[Collected data]
****************************************
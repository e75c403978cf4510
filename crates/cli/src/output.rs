//! CLI output formatting utilities.
//!
//! Provides consistent formatting for terminal output: colored status
//! messages, plan and report rendering, and JSON output.

use anyhow::Context;
use clap::ValueEnum;
use owo_colors::{OwoColorize, Stream};

use pinsync_lib::sync::{CollectionPlan, PassReport};

#[derive(Debug, Clone, Copy, Default, ValueEnum)]
pub enum OutputFormat {
  #[default]
  Text,
  Json,
}

impl OutputFormat {
  pub fn is_json(self) -> bool {
    matches!(self, OutputFormat::Json)
  }
}

pub mod symbols {
  pub const SUCCESS: &str = "✓";
  pub const ERROR: &str = "✗";
  pub const WARNING: &str = "⚠";
  pub const INFO: &str = "•";
  pub const ARROW: &str = "→";
  pub const ADD: &str = "+";
  pub const MODIFY: &str = "~";
  pub const REMOVE: &str = "-";
}

/// `1 item`, `2 items`.
pub fn plural(count: usize, noun: &str) -> String {
  if count == 1 {
    format!("{} {}", count, noun)
  } else {
    format!("{} {}s", count, noun)
  }
}

pub fn print_success(message: &str) {
  println!(
    "{} {}",
    symbols::SUCCESS.if_supports_color(Stream::Stdout, |s| s.green()),
    message
  );
}

pub fn print_error(message: &str) {
  eprintln!(
    "{} {}",
    symbols::ERROR.if_supports_color(Stream::Stderr, |s| s.red()),
    message.if_supports_color(Stream::Stderr, |s| s.red())
  );
}

pub fn print_warning(message: &str) {
  eprintln!(
    "{} {}",
    symbols::WARNING.if_supports_color(Stream::Stderr, |s| s.yellow()),
    message.if_supports_color(Stream::Stderr, |s| s.yellow())
  );
}

pub fn print_info(message: &str) {
  println!(
    "{} {}",
    symbols::INFO.if_supports_color(Stream::Stdout, |s| s.blue()),
    message
  );
}

pub fn print_stat(label: &str, value: &str) {
  println!(
    "  {}: {}",
    label.if_supports_color(Stream::Stdout, |s| s.dimmed()),
    value
  );
}

pub fn print_json<T: serde::Serialize>(value: &T) -> anyhow::Result<()> {
  let json = serde_json::to_string_pretty(value).context("Failed to serialize to JSON")?;
  println!("{}", json);
  Ok(())
}

/// Prints every non-empty plan. Returns the total number of actions.
pub fn print_plans(plans: &[CollectionPlan]) -> usize {
  let mut total = 0;
  for CollectionPlan { collection, plan } in plans.iter().filter(|p| !p.plan.is_empty()) {
    println!("Collection {}:", collection);
    for create in &plan.to_create {
      println!(
        "  {} {} {}",
        symbols::ADD.if_supports_color(Stream::Stdout, |s| s.green()),
        create.target,
        format!("({})", create.key).if_supports_color(Stream::Stdout, |s| s.dimmed())
      );
    }
    for update in &plan.to_update {
      println!(
        "  {} {} {} {}",
        symbols::MODIFY.if_supports_color(Stream::Stdout, |s| s.yellow()),
        update.instance,
        symbols::ARROW,
        update.target
      );
    }
    for instance in &plan.to_remove {
      println!(
        "  {} {}",
        symbols::REMOVE.if_supports_color(Stream::Stdout, |s| s.red()),
        instance
      );
    }
    total += plan.action_count();
  }
  total
}

pub fn print_report(report: &PassReport) {
  if report.seeded {
    print_info("Seeded canonical mapping from pinned items");
  }
  for outcome in report.collections.iter().filter(|c| c.changed()) {
    print_stat(
      &format!("Collection {}", outcome.collection),
      &format!(
        "{} created, {} updated, {} removed",
        outcome.created, outcome.updated, outcome.removed
      ),
    );
  }
  for failure in report.failures() {
    print_warning(&format!(
      "Collection {}: failed to {}: {}",
      failure.collection, failure.action, failure.error
    ));
  }

  let summary = format!(
    "Sync complete: {} created, {} updated, {} removed across {}",
    report.created(),
    report.updated(),
    report.removed(),
    plural(report.collections.len(), "collection")
  );
  if report.is_success() {
    print_success(&summary);
  } else {
    print_warning(&summary);
  }
}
****************************************
### Exercise
Make an exact transcription of the entries above.

### Solution to the problem
repository e75c403978cf4510
filename crates/cli/src/output.rs
//! CLI output formatting utilities.
//!
//! Provides consistent formatting for terminal output: colored status
//! messages, plan and report rendering, and JSON output.

use anyhow::Context;
use clap::ValueEnum;
use owo_colors::{OwoColorize, Stream};

use pinsync_lib::sync::{CollectionPlan, PassReport};

#[derive(Debug, Clone, Copy, Default, ValueEnum)]
pub enum OutputFormat {
  #[default]
  Text,
  Json,
}

impl OutputFormat {
  pub fn is_json(self) -> bool {
    matches!(self, OutputFormat::Json)
  }
}

pub mod symbols {
  pub const SUCCESS: &str = "✓";
  pub const ERROR: &str = "✗";
  pub const WARNING: &str = "⚠";
  pub const INFO: &str = "•";
  pub const ARROW: &str = "→";
  pub const ADD: &str = "+";
  pub const MODIFY: &str = "~";
  pub const REMOVE: &str = "-";
}

/// `1 item`, `2 items`.
pub fn plural(count: usize, noun: &str) -> String {
  if count == 1 {
    format!("{} {}", count, noun)
  } else {
    format!("{} {}s", count, noun)
  }
}

pub fn print_success(message: &str) {
  println!(
    "{} {}",
    symbols::SUCCESS.if_supports_color(Stream::Stdout, |s| s.green()),
    message
  );
}

pub fn print_error(message: &str) {
  eprintln!(
    "{} {}",
    symbols::ERROR.if_supports_color(Stream::Stderr, |s| s.red()),
    message.if_supports_color(Stream::Stderr, |s| s.red())
  );
}

pub fn print_warning(message: &str) {
  eprintln!(
    "{} {}",
    symbols::WARNING.if_supports_color(Stream::Stderr, |s| s.yellow()),
    message.if_supports_color(Stream::Stderr, |s| s.yellow())
  );
}

pub fn print_info(message: &str) {
  println!(
    "{} {}",
    symbols::INFO.if_supports_color(Stream::Stdout, |s| s.blue()),
    message
  );
}

pub fn print_stat(label: &str, value: &str) {
  println!(
    "  {}: {}",
    label.if_supports_color(Stream::Stdout, |s| s.dimmed()),
    value
  );
}

pub fn print_json<T: serde::Serialize>(value: &T) -> anyhow::Result<()> {
  let json = serde_json::to_string_pretty(value).context("Failed to serialize to JSON")?;
  println!("{}", json);
  Ok(())
}

/// Prints every non-empty plan. Returns the total number of actions.
pub fn print_plans(plans: &[CollectionPlan]) -> usize {
  let mut total = 0;
  for CollectionPlan { collection, plan } in plans.iter().filter(|p| !p.plan.is_empty()) {
    println!("Collection {}:", collection);
    for create in &plan.to_create {
      println!(
        "  {} {} {}",
        symbols::ADD.if_supports_color(Stream::Stdout, |s| s.green()),
        create.target,
        format!("({})", create.key).if_supports_color(Stream::Stdout, |s| s.dimmed())
      );
    }
    for update in &plan.to_update {
      println!(
        "  {} {} {} {}",
        symbols::MODIFY.if_supports_color(Stream::Stdout, |s| s.yellow()),
        update.instance,
        symbols::ARROW,
        update.target
      );
    }
    for instance in &plan.to_remove {
      println!(
        "  {} {}",
        symbols::REMOVE.if_supports_color(Stream::Stdout, |s| s.red()),
        instance
      );
    }
    total += plan.action_count();
  }
  total
}

pub fn print_report(report: &PassReport) {
  if report.seeded {
    print_info("Seeded canonical mapping from pinned items");
  }
  for outcome in report.collections.iter().filter(|c| c.changed()) {
    print_stat(
      &format!("Collection {}", outcome.collection),
      &format!(
        "{} created, {} updated, {} removed",
        outcome.created, outcome.updated, outcome.removed
      ),
    );
  }
  for failure in report.failures() {
    print_warning(&format!(
      "Collection {}: failed to {}: {}",
      failure.collection, failure.action, failure.error
    ));
  }

  let summary = format!(
    "Sync complete: {} created, {} updated, {} removed across {}",
    report.created(),
    report.updated(),
    report.removed(),
    plural(report.collections.len(), "collection")
  );
  if report.is_success() {
    print_success(&summary);
  } else {
    print_warning(&summary);
  }
}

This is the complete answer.